Sarà la commodity dell’anno? Lo zinco resta in una fascia di tensione dei prezzi, dopo il superamento della quota dei 2.000 dollari la tonnellata nei giorni precedenti Natale 2013. E oggi sono giunte nuove conferme, con un’improvvisa accelerazione al rialzo. La riprova di una situazione di forza si è registrata proprio nelle ultime giornate. Le previsioni dicevano che questa materia prima avrebbe potuto risentire di una scelta di alcuni fondi di alleggerire le posizioni sui metalli a cavallo del passaggio di anno. Ciò non è avvenuto e per i contratti cosiddetti “cash buyer” (cioè in contati da parte degli acquirenti) si è verificata un’accelerazione anche oltre i 2100 dollari, testimonianza di una posizione di forza che prosegue.

QUALI ETC PER PUNTARE AL RIALZO

Iniziamo dallo strumento base, cioè il future. Quello riferito a gennaio 2014 ha accelerato nelle ultime ore, ma quanto più interessa gli investitori italiani sono gli Etc quotati a Piazza Affari. L’Etfs Zinc (Isin GB00B15KY872), a replica lineare, ha rimbalzato da inizio dicembre e si è spostato sul livello dei 4,87 euro, proprio a ridosso di una resistenza (4,88 euro) già testata nei giorni scorsi, sebbene quella più forte sia collocata esattamente sul livello dei 5 euro. Si tratta di un Etc ad alta volatilità, che potrebbe finalmente uscire da un trend ribassista di lungo termine quando sarà definitivamente superato il livello appunto dei 5 euro.
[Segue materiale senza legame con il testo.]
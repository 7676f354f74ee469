/// Largest sequence number handed out before wrapping back to 1.
pub const MAX_SEQUENCE_NUMBER: u32 = 0x7FFF_FFFF;

/// Allocates request sequence numbers for one connection.
///
/// Values run 1..=0x7FFFFFFF and wrap. A value still in flight is skipped,
/// so a wrapped counter never collides with a pending request.
#[derive(Debug, Default)]
pub struct SequenceCounter {
    last: u32,
}

impl SequenceCounter {
    pub fn new() -> Self {
        Self::default()
    }

    /// Next sequence number for which `in_flight` is false.
    ///
    /// Callers bound the number of in-flight requests far below the
    /// sequence space, so the scan terminates.
    pub fn next(&mut self, in_flight: impl Fn(u32) -> bool) -> u32 {
        loop {
            self.last = if self.last >= MAX_SEQUENCE_NUMBER {
                1
            } else {
                self.last + 1
            };
            if !in_flight(self.last) {
                return self.last;
            }
        }
    }
}
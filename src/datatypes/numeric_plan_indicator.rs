use num_enum::TryFromPrimitive;

/// Numbering Plan Indicator (NPI) for an SMPP address.
#[derive(TryFromPrimitive)]
#[repr(u8)]
#[derive(Copy, Clone, Debug, PartialEq, Eq)]
pub enum NumericPlanIndicator {
    Unknown = 0b0000_0000,
    Isdn = 0b0000_0001,
    Data = 0b0000_0011,
    Telex = 0b0000_0100,
    LandMobile = 0b0000_0110,
    National = 0b0000_1000,
    Private = 0b0000_1001,
    Ermes = 0b0000_1010,
    Internet = 0b0000_1110,
    WapClientId = 0b0001_0010,
}

impl NumericPlanIndicator {
    /// Unassigned values read as `Unknown`; like `TypeOfNumber::from_byte`
    /// this does not round-trip them.
    pub fn from_byte(value: u8) -> Self {
        Self::try_from(value).unwrap_or(Self::Unknown)
    }
}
Logicamente più deciso il trend dell’Etfs daily Leveraged Zinc (Isin JE00B2NFTY25), a leva 2, oggi tornato sui 5,25 euro, test superato il quale si aprirebbero prospettive di un ulteriore progresso e forse anche consistente.

INVESTIRE O NO? 

Alcuni analisti ritengono che lo zinco possa raggiungere i 2200 $ la tonnellata, ma nel medio-lungo termine le prospettive appaiono ancor più rosee per gli investitori, a causa di un deficit estrattivo, dovuto a varie ragioni. Che potrebbe manifestarsi nel 2015, secondo alcuni, o nel 2016, secondo altri. Certo è che la Cina, per esempio, sta cercando di calmierare la produzione, nel timore di un avvio di riduzione delle riserve da estrarre. I grafici dei prezzi dimostrano che i margini di crescita sono rilevanti. Se l’economia mondiale subisse una pressione al rialzo e le scorte di zinco si riducessero si potrebbe rischiare una situazione di forte tensione sui mercati. Per ora il condizionale è d’obbligo, ma fra qualche tempo potrebbe non esserlo più. Ecco una materia prima da monitorare con attenzione.